I scored a coup by snagging an interview with Satan, who was kind enough to sit down with me for a few minutes to discuss the controversy over the new mini-series The Bible, on the History Channel.
Satan: I haven't seen it, actually. Only read about it on Twitter.
Me: Me neither, but what I specifically wanted to ask you about was the claimed resemblance of the actor who plays you to President Obama.
Satan: Well, first of all, can we try to remember that this is just a TV movie? I don't think the people who made the movie have ever seen the real me, so let's not criticize them for the artistic license they took in portraying me. And believe me, there have been a lot worse. Look at that South Park movie for example. They made me look like a real clown. Those guys will pay for that when the time comes, you can be sure of that! On the other hand, I thought Al Pacino looked good portraying me in The Devil's Advocate. And if I were a woman, I only wish I could be as sexy as Elizabeth Hurley in Bedazzled.

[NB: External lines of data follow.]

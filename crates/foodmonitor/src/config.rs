//! Configuration management for foodmonitor.
//!
//! Loaded with figment from defaults, a TOML file, and environment variables.

use std::path::PathBuf;

use figment::{
    providers::{Env, Format, Serialized, Toml},
    Figment,
};
use serde::{Deserialize, Serialize};

use crate::error::{Error, Result};
use crate::metrics::Thresholds;
use crate::model::food::DEFAULT_EXPIRING_SOON_DAYS;
use crate::model::zone::DEFAULT_WARNING_DELTA;
use crate::view::{is_valid_date_format, DEFAULT_DATE_FORMAT};

/// Default configuration file name.
const CONFIG_FILE_NAME: &str = "config.toml";

/// Default data directory name.
const DATA_DIR_NAME: &str = "foodmonitor";

/// Default database file name.
const DATABASE_FILE_NAME: &str = "dashboard.db";

/// Prefix for environment overrides.
const ENV_PREFIX: &str = "FOODMONITOR_";

/// Application configuration.
///
/// Configuration is loaded from (in order of precedence, highest first):
/// 1. Environment variables (`FOODMONITOR_<SECTION>__<KEY>`)
/// 2. TOML config file at `~/.config/foodmonitor/config.toml`
/// 3. Default values
#[derive(Debug, Clone, Default, PartialEq, Serialize, Deserialize)]
#[serde(default)]
pub struct Config {
    /// Storage configuration.
    pub storage: StorageConfig,
    /// Alert thresholds.
    pub alerts: AlertsConfig,
    /// Display configuration.
    pub display: DisplayConfig,
}

/// Storage-related configuration.
#[derive(Debug, Clone, Default, PartialEq, Serialize, Deserialize)]
#[serde(default)]
pub struct StorageConfig {
    /// Path to the database file.
    /// Defaults to `~/.local/share/foodmonitor/dashboard.db`
    pub database_path: Option<PathBuf>,
}

/// Thresholds for expiry and temperature alerts.
#[derive(Debug, Clone, PartialEq, Serialize, Deserialize)]
#[serde(default)]
pub struct AlertsConfig {
    /// Items expiring within this many days count as expiring soon.
    pub expiring_soon_days: i64,
    /// Degrees from target before an in-range zone shows a warning.
    pub temperature_warning_delta: f64,
}

/// Output formatting.
#[derive(Debug, Clone, PartialEq, Eq, Serialize, Deserialize)]
#[serde(default)]
pub struct DisplayConfig {
    /// `strftime` pattern for expiry dates.
    pub date_format: String,
    /// How many diet entries `diet list` prints.
    pub recent_diet_entries: usize,
}

impl Default for AlertsConfig {
    fn default() -> Self {
        Self {
            expiring_soon_days: DEFAULT_EXPIRING_SOON_DAYS,
            temperature_warning_delta: DEFAULT_WARNING_DELTA,
        }
    }
}

impl Default for DisplayConfig {
    fn default() -> Self {
        Self {
            date_format: DEFAULT_DATE_FORMAT.to_string(),
            recent_diet_entries: 10,
        }
    }
}

impl Config {
    /// Load configuration from all sources.
    ///
    /// # Errors
    ///
    /// Returns an error if configuration loading, parsing, or validation fails.
    pub fn load() -> Result<Self> {
        Self::load_from(None)
    }

    /// Load configuration with an optional custom config path.
    ///
    /// A missing file is not an error; defaults and the environment still apply.
    ///
    /// # Errors
    ///
    /// Returns an error if configuration loading, parsing, or validation fails.
    pub fn load_from(config_path: Option<PathBuf>) -> Result<Self> {
        let config_file = config_path.unwrap_or_else(Self::default_config_path);

        let figment = Figment::new()
            .merge(Serialized::defaults(Config::default()))
            .merge(Toml::file(&config_file))
            .merge(Env::prefixed(ENV_PREFIX).split("__"));

        let config: Config = figment.extract()?;
        config.validate()?;
        Ok(config)
    }

    /// Get the default configuration file path.
    #[must_use]
    pub fn default_config_path() -> PathBuf {
        dirs::config_dir()
            .unwrap_or_else(|| PathBuf::from(".config"))
            .join(DATA_DIR_NAME)
            .join(CONFIG_FILE_NAME)
    }

    /// Get the default data directory path.
    #[must_use]
    pub fn default_data_dir() -> PathBuf {
        dirs::data_local_dir()
            .unwrap_or_else(|| PathBuf::from(".local/share"))
            .join(DATA_DIR_NAME)
    }

    /// Validate the configuration.
    ///
    /// # Errors
    ///
    /// Returns an error if any configuration values are invalid.
    pub fn validate(&self) -> Result<()> {
        let delta = self.alerts.temperature_warning_delta;
        if !delta.is_finite() || delta < 0.0 {
            return Err(Error::ConfigValidation {
                message: format!(
                    "temperature_warning_delta must be a non-negative number, got {delta}"
                ),
            });
        }

        if self.alerts.expiring_soon_days < 0 {
            return Err(Error::ConfigValidation {
                message: format!(
                    "expiring_soon_days cannot be negative, got {}",
                    self.alerts.expiring_soon_days
                ),
            });
        }

        if self.display.recent_diet_entries == 0 {
            return Err(Error::ConfigValidation {
                message: "recent_diet_entries must be greater than 0".to_string(),
            });
        }

        if self.display.date_format.trim().is_empty() {
            return Err(Error::ConfigValidation {
                message: "date_format cannot be empty".to_string(),
            });
        }

        if !is_valid_date_format(&self.display.date_format) {
            return Err(Error::ConfigValidation {
                message: format!("invalid date_format: {}", self.display.date_format),
            });
        }

        Ok(())
    }

    /// Get the database path, resolving defaults if not set.
    #[must_use]
    pub fn database_path(&self) -> PathBuf {
        self.storage
            .database_path
            .clone()
            .unwrap_or_else(|| Self::default_data_dir().join(DATABASE_FILE_NAME))
    }

    /// Alert thresholds for metric and status calculations.
    #[must_use]
    pub fn thresholds(&self) -> Thresholds {
        Thresholds {
            expiring_soon_days: self.alerts.expiring_soon_days,
            warning_delta: self.alerts.temperature_warning_delta,
        }
    }
}
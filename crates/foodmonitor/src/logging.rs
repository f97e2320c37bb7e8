//! Logging setup for foodmonitor.
//!
//! Storage reads and writes log at debug, collection mutations at info.

use tracing::Level;
use tracing_subscriber::{fmt, prelude::*, EnvFilter};

/// Verbosity level for logging output.
#[derive(Debug, Clone, Copy, PartialEq, Eq, Default)]
pub enum Verbosity {
    /// Errors only.
    Quiet,
    /// Warnings and errors. Notices go to stdout, not the log.
    #[default]
    Normal,
    /// Mutations and their effects (info).
    Verbose,
    /// Storage traffic (debug).
    Debug,
    /// Everything.
    Trace,
}

impl Verbosity {
    /// Map the `-q` flag and the number of `-v` flags to a verbosity.
    #[must_use]
    pub fn from_flags(quiet: bool, verbose: u8) -> Self {
        if quiet {
            return Self::Quiet;
        }
        match verbose {
            0 => Self::Normal,
            1 => Self::Verbose,
            2 => Self::Debug,
            _ => Self::Trace,
        }
    }

    /// Convert verbosity to tracing level filter.
    #[must_use]
    pub fn to_level_filter(&self) -> Level {
        match self {
            Self::Quiet => Level::ERROR,
            Self::Normal => Level::WARN,
            Self::Verbose => Level::INFO,
            Self::Debug => Level::DEBUG,
            Self::Trace => Level::TRACE,
        }
    }
}

/// Initialize the logging system.
///
/// Call once at startup. `RUST_LOG`, when set, replaces the filter derived
/// from `verbosity`. Output goes to stderr so command output stays clean.
///
/// # Examples
///
/// ```no_run
/// use foodmonitor::{init_logging, logging::Verbosity};
///
/// init_logging(Verbosity::Verbose);
/// ```
pub fn init_logging(verbosity: Verbosity) {
    let default_filter = format!("foodmonitor={}", verbosity.to_level_filter());

    let env_filter =
        EnvFilter::try_from_default_env().unwrap_or_else(|_| EnvFilter::new(&default_filter));

    let subscriber = tracing_subscriber::registry().with(env_filter).with(
        fmt::layer()
            .with_writer(std::io::stderr)
            .with_target(true)
            .with_thread_ids(false)
            .with_file(false)
            .with_line_number(false),
    );

    // Already set in tests; ignore.
    let _ = subscriber.try_init();
}

/// Initialize logging for tests, warnings and above.
#[cfg(test)]
pub fn init_test_logging() {
    let _ = tracing_subscriber::fmt()
        .with_env_filter("warn")
        .with_test_writer()
        .try_init();
}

Me: I get that it's only a movie, but do you think the filmmakers had some political point to make by choosing an actor to play Satan who has such a strong resemblance to the president?
Satan: I certainly didn't put them up to it, if that's what you're trying to suggest. Anyway, look at me. Do I look anything like President Obama?
Me: Not at all. As a matter of fact, if you don't mind my saying so, you look a lot like Dick Cheney.